- _Exercise details_: As the answer, give a copy of each line below that includes the word "Unknown".
** Opening Dataset block **
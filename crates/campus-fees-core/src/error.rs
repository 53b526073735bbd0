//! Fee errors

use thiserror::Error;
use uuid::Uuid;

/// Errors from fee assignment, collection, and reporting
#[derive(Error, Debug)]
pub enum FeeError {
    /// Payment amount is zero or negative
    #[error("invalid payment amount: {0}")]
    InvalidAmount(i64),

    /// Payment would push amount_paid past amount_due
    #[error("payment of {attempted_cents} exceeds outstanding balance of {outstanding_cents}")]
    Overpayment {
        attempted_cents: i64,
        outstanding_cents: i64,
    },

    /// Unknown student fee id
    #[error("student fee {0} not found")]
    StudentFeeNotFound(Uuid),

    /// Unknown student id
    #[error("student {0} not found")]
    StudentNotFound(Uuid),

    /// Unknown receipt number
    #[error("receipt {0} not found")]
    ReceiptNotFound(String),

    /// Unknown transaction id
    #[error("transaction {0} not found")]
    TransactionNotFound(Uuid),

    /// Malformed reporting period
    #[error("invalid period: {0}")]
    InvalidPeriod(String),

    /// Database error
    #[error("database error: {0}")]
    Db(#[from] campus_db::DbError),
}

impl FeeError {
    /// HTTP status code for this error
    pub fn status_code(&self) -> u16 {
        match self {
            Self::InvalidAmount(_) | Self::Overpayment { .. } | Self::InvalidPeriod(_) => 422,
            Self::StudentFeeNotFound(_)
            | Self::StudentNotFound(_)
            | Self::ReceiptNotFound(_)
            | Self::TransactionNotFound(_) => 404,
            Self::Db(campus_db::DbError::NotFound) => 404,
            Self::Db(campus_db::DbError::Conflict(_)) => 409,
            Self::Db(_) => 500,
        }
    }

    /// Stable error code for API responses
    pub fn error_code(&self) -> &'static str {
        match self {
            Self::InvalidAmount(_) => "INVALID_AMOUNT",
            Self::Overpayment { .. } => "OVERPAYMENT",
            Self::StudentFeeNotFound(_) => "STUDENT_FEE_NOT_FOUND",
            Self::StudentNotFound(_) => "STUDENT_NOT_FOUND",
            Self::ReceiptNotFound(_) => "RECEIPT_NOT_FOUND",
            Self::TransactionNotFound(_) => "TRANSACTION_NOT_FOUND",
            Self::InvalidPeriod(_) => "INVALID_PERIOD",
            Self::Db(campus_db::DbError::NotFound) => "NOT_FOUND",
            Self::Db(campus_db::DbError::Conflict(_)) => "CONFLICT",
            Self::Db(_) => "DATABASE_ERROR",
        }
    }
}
** Closing Dataset block **
- _Result for this exercise_:
    /// Unknown student fee id
    /// Unknown student id
    /// Unknown receipt number
    /// Unknown transaction id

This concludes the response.